▶ **Work instructions**:
Give every line below again, exactly.

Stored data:
---------------

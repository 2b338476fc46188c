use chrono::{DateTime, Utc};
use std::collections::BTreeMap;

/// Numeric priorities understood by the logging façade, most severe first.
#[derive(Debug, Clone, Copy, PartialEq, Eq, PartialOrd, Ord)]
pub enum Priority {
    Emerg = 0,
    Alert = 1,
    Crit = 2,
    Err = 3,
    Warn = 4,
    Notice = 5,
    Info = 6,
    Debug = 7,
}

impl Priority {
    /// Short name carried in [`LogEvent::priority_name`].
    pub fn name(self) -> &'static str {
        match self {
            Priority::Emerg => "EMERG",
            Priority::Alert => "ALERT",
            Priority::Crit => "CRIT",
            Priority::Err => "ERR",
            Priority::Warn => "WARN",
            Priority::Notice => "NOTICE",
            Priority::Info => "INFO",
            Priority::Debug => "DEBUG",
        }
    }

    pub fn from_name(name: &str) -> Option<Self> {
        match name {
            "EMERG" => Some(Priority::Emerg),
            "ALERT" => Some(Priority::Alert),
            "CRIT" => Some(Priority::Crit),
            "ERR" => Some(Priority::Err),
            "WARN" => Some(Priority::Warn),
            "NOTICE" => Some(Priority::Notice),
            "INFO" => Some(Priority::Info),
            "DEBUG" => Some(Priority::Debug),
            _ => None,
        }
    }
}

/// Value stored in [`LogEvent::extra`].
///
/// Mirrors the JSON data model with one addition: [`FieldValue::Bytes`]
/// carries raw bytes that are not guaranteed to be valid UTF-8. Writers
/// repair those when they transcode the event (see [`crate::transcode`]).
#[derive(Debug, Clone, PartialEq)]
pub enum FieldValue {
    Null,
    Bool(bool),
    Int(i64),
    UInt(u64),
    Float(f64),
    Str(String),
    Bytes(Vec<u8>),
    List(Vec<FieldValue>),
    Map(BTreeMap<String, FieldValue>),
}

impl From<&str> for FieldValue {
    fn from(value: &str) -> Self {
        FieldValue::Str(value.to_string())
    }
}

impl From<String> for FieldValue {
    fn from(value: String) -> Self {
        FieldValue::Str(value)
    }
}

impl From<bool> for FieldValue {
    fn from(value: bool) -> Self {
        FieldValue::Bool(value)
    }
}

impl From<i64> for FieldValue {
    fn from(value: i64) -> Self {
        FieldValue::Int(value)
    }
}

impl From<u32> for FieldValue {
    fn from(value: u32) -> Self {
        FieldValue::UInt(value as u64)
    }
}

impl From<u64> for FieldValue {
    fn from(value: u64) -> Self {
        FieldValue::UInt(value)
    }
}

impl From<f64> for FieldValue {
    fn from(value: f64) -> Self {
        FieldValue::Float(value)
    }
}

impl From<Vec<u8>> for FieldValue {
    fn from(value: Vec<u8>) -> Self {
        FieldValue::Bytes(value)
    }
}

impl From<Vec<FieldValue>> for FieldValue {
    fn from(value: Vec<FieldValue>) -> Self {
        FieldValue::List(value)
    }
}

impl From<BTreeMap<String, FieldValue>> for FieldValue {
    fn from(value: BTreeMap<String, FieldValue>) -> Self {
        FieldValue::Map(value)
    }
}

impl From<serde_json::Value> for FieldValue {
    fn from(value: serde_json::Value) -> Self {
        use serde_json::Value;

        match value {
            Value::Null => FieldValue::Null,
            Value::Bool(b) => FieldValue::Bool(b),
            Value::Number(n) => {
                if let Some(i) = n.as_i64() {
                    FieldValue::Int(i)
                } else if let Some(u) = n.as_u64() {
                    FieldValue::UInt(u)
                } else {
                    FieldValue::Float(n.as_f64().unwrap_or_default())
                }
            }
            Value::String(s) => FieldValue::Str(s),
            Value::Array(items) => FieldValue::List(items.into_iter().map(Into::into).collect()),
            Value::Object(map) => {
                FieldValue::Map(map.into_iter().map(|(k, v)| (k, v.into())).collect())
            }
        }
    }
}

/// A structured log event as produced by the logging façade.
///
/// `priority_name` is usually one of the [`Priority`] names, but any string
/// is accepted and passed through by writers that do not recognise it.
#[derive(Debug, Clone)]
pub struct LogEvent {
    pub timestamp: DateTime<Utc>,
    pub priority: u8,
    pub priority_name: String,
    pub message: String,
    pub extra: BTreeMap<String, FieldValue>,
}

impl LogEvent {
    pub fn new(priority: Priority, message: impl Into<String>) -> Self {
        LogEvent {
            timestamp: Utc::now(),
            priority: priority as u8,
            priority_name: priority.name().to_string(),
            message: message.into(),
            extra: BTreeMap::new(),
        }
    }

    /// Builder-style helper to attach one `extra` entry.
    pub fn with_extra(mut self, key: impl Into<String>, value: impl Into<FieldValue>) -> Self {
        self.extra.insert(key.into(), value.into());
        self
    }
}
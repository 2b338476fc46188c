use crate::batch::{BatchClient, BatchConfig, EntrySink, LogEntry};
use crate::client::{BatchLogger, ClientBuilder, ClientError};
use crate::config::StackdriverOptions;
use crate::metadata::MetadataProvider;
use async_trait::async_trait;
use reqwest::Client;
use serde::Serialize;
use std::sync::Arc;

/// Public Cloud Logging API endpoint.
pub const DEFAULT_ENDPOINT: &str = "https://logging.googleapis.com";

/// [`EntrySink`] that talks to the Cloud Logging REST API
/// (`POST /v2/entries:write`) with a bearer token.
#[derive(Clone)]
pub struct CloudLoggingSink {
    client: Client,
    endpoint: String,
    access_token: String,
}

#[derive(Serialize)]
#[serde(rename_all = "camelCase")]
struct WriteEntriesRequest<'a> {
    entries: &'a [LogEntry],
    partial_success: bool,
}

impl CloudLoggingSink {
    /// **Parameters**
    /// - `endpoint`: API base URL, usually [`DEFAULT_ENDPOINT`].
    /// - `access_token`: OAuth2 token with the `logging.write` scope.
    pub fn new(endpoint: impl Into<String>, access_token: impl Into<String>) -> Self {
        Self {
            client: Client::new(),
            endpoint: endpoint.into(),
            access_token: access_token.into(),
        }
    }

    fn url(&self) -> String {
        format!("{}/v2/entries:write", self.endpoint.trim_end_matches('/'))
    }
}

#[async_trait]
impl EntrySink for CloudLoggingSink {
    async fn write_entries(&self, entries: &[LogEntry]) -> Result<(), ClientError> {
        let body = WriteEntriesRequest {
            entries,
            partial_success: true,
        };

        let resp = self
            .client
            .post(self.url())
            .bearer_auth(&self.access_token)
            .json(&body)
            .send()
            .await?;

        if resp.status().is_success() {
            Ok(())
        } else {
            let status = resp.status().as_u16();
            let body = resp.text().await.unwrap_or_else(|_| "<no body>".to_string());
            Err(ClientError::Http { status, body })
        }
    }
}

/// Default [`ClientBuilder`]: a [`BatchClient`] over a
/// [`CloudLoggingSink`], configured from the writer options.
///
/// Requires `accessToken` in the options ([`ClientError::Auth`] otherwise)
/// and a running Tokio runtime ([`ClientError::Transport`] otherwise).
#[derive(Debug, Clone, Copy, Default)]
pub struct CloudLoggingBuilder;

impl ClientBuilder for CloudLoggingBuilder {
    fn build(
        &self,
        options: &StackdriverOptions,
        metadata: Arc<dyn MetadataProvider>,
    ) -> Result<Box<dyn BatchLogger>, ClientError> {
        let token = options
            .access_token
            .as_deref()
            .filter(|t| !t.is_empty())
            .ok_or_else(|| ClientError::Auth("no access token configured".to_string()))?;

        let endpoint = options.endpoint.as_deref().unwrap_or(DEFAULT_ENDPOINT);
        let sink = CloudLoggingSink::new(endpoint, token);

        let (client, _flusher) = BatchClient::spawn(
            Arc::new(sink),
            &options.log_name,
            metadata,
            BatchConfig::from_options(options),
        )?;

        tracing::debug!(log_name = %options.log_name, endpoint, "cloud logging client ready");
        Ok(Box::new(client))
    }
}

---------------

▶ **The answer**:
repository 2b338476fc46188c
use chrono::{DateTime, Utc};
use std::collections::BTreeMap;

/// Numeric priorities understood by the logging façade, most severe first.
#[derive(Debug, Clone, Copy, PartialEq, Eq, PartialOrd, Ord)]
pub enum Priority {
    Emerg = 0,
    Alert = 1,
    Crit = 2,
    Err = 3,
    Warn = 4,
    Notice = 5,
    Info = 6,
    Debug = 7,
}

impl Priority {
    /// Short name carried in [`LogEvent::priority_name`].
    pub fn name(self) -> &'static str {
        match self {
            Priority::Emerg => "EMERG",
            Priority::Alert => "ALERT",
            Priority::Crit => "CRIT",
            Priority::Err => "ERR",
            Priority::Warn => "WARN",
            Priority::Notice => "NOTICE",
            Priority::Info => "INFO",
            Priority::Debug => "DEBUG",
        }
    }

    pub fn from_name(name: &str) -> Option<Self> {
        match name {
            "EMERG" => Some(Priority::Emerg),
            "ALERT" => Some(Priority::Alert),
            "CRIT" => Some(Priority::Crit),
            "ERR" => Some(Priority::Err),
            "WARN" => Some(Priority::Warn),
            "NOTICE" => Some(Priority::Notice),
            "INFO" => Some(Priority::Info),
            "DEBUG" => Some(Priority::Debug),
            _ => None,
        }
    }
}

/// Value stored in [`LogEvent::extra`].
///
/// Mirrors the JSON data model with one addition: [`FieldValue::Bytes`]
/// carries raw bytes that are not guaranteed to be valid UTF-8. Writers
/// repair those when they transcode the event (see [`crate::transcode`]).
#[derive(Debug, Clone, PartialEq)]
pub enum FieldValue {
    Null,
    Bool(bool),
    Int(i64),
    UInt(u64),
    Float(f64),
    Str(String),
    Bytes(Vec<u8>),
    List(Vec<FieldValue>),
    Map(BTreeMap<String, FieldValue>),
}

impl From<&str> for FieldValue {
    fn from(value: &str) -> Self {
        FieldValue::Str(value.to_string())
    }
}

impl From<String> for FieldValue {
    fn from(value: String) -> Self {
        FieldValue::Str(value)
    }
}

impl From<bool> for FieldValue {
    fn from(value: bool) -> Self {
        FieldValue::Bool(value)
    }
}

impl From<i64> for FieldValue {
    fn from(value: i64) -> Self {
        FieldValue::Int(value)
    }
}

impl From<u32> for FieldValue {
    fn from(value: u32) -> Self {
        FieldValue::UInt(value as u64)
    }
}

impl From<u64> for FieldValue {
    fn from(value: u64) -> Self {
        FieldValue::UInt(value)
    }
}

impl From<f64> for FieldValue {
    fn from(value: f64) -> Self {
        FieldValue::Float(value)
    }
}

impl From<Vec<u8>> for FieldValue {
    fn from(value: Vec<u8>) -> Self {
        FieldValue::Bytes(value)
    }
}

impl From<Vec<FieldValue>> for FieldValue {
    fn from(value: Vec<FieldValue>) -> Self {
        FieldValue::List(value)
    }
}

impl From<BTreeMap<String, FieldValue>> for FieldValue {
    fn from(value: BTreeMap<String, FieldValue>) -> Self {
        FieldValue::Map(value)
    }
}

impl From<serde_json::Value> for FieldValue {
    fn from(value: serde_json::Value) -> Self {
        use serde_json::Value;

        match value {
            Value::Null => FieldValue::Null,
            Value::Bool(b) => FieldValue::Bool(b),
            Value::Number(n) => {
                if let Some(i) = n.as_i64() {
                    FieldValue::Int(i)
                } else if let Some(u) = n.as_u64() {
                    FieldValue::UInt(u)
                } else {
                    FieldValue::Float(n.as_f64().unwrap_or_default())
                }
            }
            Value::String(s) => FieldValue::Str(s),
            Value::Array(items) => FieldValue::List(items.into_iter().map(Into::into).collect()),
            Value::Object(map) => {
                FieldValue::Map(map.into_iter().map(|(k, v)| (k, v.into())).collect())
            }
        }
    }
}

/// A structured log event as produced by the logging façade.
///
/// `priority_name` is usually one of the [`Priority`] names, but any string
/// is accepted and passed through by writers that do not recognise it.
#[derive(Debug, Clone)]
pub struct LogEvent {
    pub timestamp: DateTime<Utc>,
    pub priority: u8,
    pub priority_name: String,
    pub message: String,
    pub extra: BTreeMap<String, FieldValue>,
}

impl LogEvent {
    pub fn new(priority: Priority, message: impl Into<String>) -> Self {
        LogEvent {
            timestamp: Utc::now(),
            priority: priority as u8,
            priority_name: priority.name().to_string(),
            message: message.into(),
            extra: BTreeMap::new(),
        }
    }

    /// Builder-style helper to attach one `extra` entry.
    pub fn with_extra(mut self, key: impl Into<String>, value: impl Into<FieldValue>) -> Self {
        self.extra.insert(key.into(), value.into());
        self
    }
}
repository 2b338476fc46188c
use crate::batch::{BatchClient, BatchConfig, EntrySink, LogEntry};
use crate::client::{BatchLogger, ClientBuilder, ClientError};
use crate::config::StackdriverOptions;
use crate::metadata::MetadataProvider;
use async_trait::async_trait;
use reqwest::Client;
use serde::Serialize;
use std::sync::Arc;

/// Public Cloud Logging API endpoint.
pub const DEFAULT_ENDPOINT: &str = "https://logging.googleapis.com";

/// [`EntrySink`] that talks to the Cloud Logging REST API
/// (`POST /v2/entries:write`) with a bearer token.
#[derive(Clone)]
pub struct CloudLoggingSink {
    client: Client,
    endpoint: String,
    access_token: String,
}

#[derive(Serialize)]
#[serde(rename_all = "camelCase")]
struct WriteEntriesRequest<'a> {
    entries: &'a [LogEntry],
    partial_success: bool,
}

impl CloudLoggingSink {
    /// **Parameters**
    /// - `endpoint`: API base URL, usually [`DEFAULT_ENDPOINT`].
    /// - `access_token`: OAuth2 token with the `logging.write` scope.
    pub fn new(endpoint: impl Into<String>, access_token: impl Into<String>) -> Self {
        Self {
            client: Client::new(),
            endpoint: endpoint.into(),
            access_token: access_token.into(),
        }
    }

    fn url(&self) -> String {
        format!("{}/v2/entries:write", self.endpoint.trim_end_matches('/'))
    }
}

#[async_trait]
impl EntrySink for CloudLoggingSink {
    async fn write_entries(&self, entries: &[LogEntry]) -> Result<(), ClientError> {
        let body = WriteEntriesRequest {
            entries,
            partial_success: true,
        };

        let resp = self
            .client
            .post(self.url())
            .bearer_auth(&self.access_token)
            .json(&body)
            .send()
            .await?;

        if resp.status().is_success() {
            Ok(())
        } else {
            let status = resp.status().as_u16();
            let body = resp.text().await.unwrap_or_else(|_| "<no body>".to_string());
            Err(ClientError::Http { status, body })
        }
    }
}

/// Default [`ClientBuilder`]: a [`BatchClient`] over a
/// [`CloudLoggingSink`], configured from the writer options.
///
/// Requires `accessToken` in the options ([`ClientError::Auth`] otherwise)
/// and a running Tokio runtime ([`ClientError::Transport`] otherwise).
#[derive(Debug, Clone, Copy, Default)]
pub struct CloudLoggingBuilder;

impl ClientBuilder for CloudLoggingBuilder {
    fn build(
        &self,
        options: &StackdriverOptions,
        metadata: Arc<dyn MetadataProvider>,
    ) -> Result<Box<dyn BatchLogger>, ClientError> {
        let token = options
            .access_token
            .as_deref()
            .filter(|t| !t.is_empty())
            .ok_or_else(|| ClientError::Auth("no access token configured".to_string()))?;

        let endpoint = options.endpoint.as_deref().unwrap_or(DEFAULT_ENDPOINT);
        let sink = CloudLoggingSink::new(endpoint, token);

        let (client, _flusher) = BatchClient::spawn(
            Arc::new(sink),
            &options.log_name,
            metadata,
            BatchConfig::from_options(options),
        )?;

        tracing::debug!(log_name = %options.log_name, endpoint, "cloud logging client ready");
        Ok(Box::new(client))
    }
}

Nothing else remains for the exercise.